Iniziato con “The Robots” e concluso con “Music Don’t Stop”, il gruppo ha eseguito tutte le canzoni più famose del gruppo passando per Trans Europe Express, Radioactivity, The Man Machine, Pocket Calculator, Autobahn e via discorrendo. Il tutto è durato circa due ore, contornate da un atmosfera tanto alienante quanto magica; le facce della gente immobile con i suoi occhiali intente ad osservare la rappresentazione fatta di forme geometriche e luci, per interrompersi in lunghissimi e scroscianti applausi, parlavano più di ogni parola. Molti dei vecchi brani sono stati riproposti con nuovi arrangiamenti più moderni;  per le visual, tolto il 3D che ha dato una marcia in più a qualche brano, non si può dire la stessa cosa perché se negli anni 70 il loro design poteva essere all’avanguardia e in un certo modo “futurista” oggi risulta estremamente vintage e minimale.
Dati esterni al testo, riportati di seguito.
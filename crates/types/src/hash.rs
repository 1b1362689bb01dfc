//! Digest type using Blake3.

use std::fmt;

/// A 32-byte digest.
///
/// Used for block finality digests and for the safety file checksum.
/// Safe to use as a map key; ordering is lexicographic over the bytes.
#[derive(Clone, Copy, PartialEq, Eq, Hash, PartialOrd, Ord, Default)]
pub struct Digest([u8; 32]);

impl Digest {
    /// Size of a digest in bytes.
    pub const BYTES: usize = 32;

    /// Zero digest (all bytes are 0x00).
    pub const ZERO: Self = Self([0u8; 32]);

    /// Hash arbitrary bytes with Blake3.
    pub fn from_bytes(bytes: &[u8]) -> Self {
        Self(*blake3::hash(bytes).as_bytes())
    }

    /// Wrap already-computed digest bytes.
    pub const fn from_raw(bytes: [u8; 32]) -> Self {
        Self(bytes)
    }

    /// Hash the concatenation of several byte slices.
    pub fn from_parts(parts: &[&[u8]]) -> Self {
        let mut hasher = blake3::Hasher::new();
        for part in parts {
            hasher.update(part);
        }
        Self(*hasher.finalize().as_bytes())
    }

    /// Parse a digest from a 64-character hex string.
    pub fn from_hex(hex: &str) -> Result<Self, HexError> {
        if hex.len() != 64 {
            return Err(HexError::InvalidLength {
                expected: 64,
                actual: hex.len(),
            });
        }

        let mut bytes = [0u8; 32];
        hex::decode_to_slice(hex, &mut bytes).map_err(|_| HexError::InvalidHex)?;

        Ok(Self(bytes))
    }

    /// Hex encoding of the digest.
    pub fn to_hex(&self) -> String {
        hex::encode(self.0)
    }

    /// Borrow the raw bytes.
    pub fn as_bytes(&self) -> &[u8; 32] {
        &self.0
    }

    /// Check if this is the zero digest.
    pub fn is_zero(&self) -> bool {
        self.0.iter().all(|&b| b == 0)
    }
}

impl fmt::Debug for Digest {
    fn fmt(&self, f: &mut fmt::Formatter<'_>) -> fmt::Result {
        let hex = self.to_hex();
        write!(f, "Digest({}..{})", &hex[..8], &hex[56..])
    }
}

impl fmt::Display for Digest {
    fn fmt(&self, f: &mut fmt::Formatter<'_>) -> fmt::Result {
        write!(f, "{}", self.to_hex())
    }
}

/// Errors that can occur when parsing hex strings.
#[derive(Debug, Clone, PartialEq, Eq, thiserror::Error)]
pub enum HexError {
    /// Invalid hex string length.
    #[error("Invalid hex length: expected {expected}, got {actual}")]
    InvalidLength {
        /// Expected length.
        expected: usize,
        /// Actual length.
        actual: usize,
    },

    /// Invalid hex characters.
    #[error("Invalid hex string")]
    InvalidHex,
}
Questa scelta stilistica, che mantiene comunque il suo fascino specialmente quando ad essere rappresentata è una navicella spaziale che fuoriesce dallo schermo per arrivare su una rappresentazione del Colosseo, è voluta proprio perché ormai tutto quell’immaginario “robotico” a metà tra l’esaltazione della macchina di Marinetti e ed un racconto di Isaac Asimov, è sinonimo di Kraftwerk. Non sarebbe sensato aspettarsi altri tipi di rappresentazione che probabilmente stonerebbero. Perché a dirla franca, andare a vedere un loro concerto è come andare al Louvre. Sai benissimo cosa aspettarti ma la Gioconda è bella lo stesso, anche se in foto l’hai vista mille volte.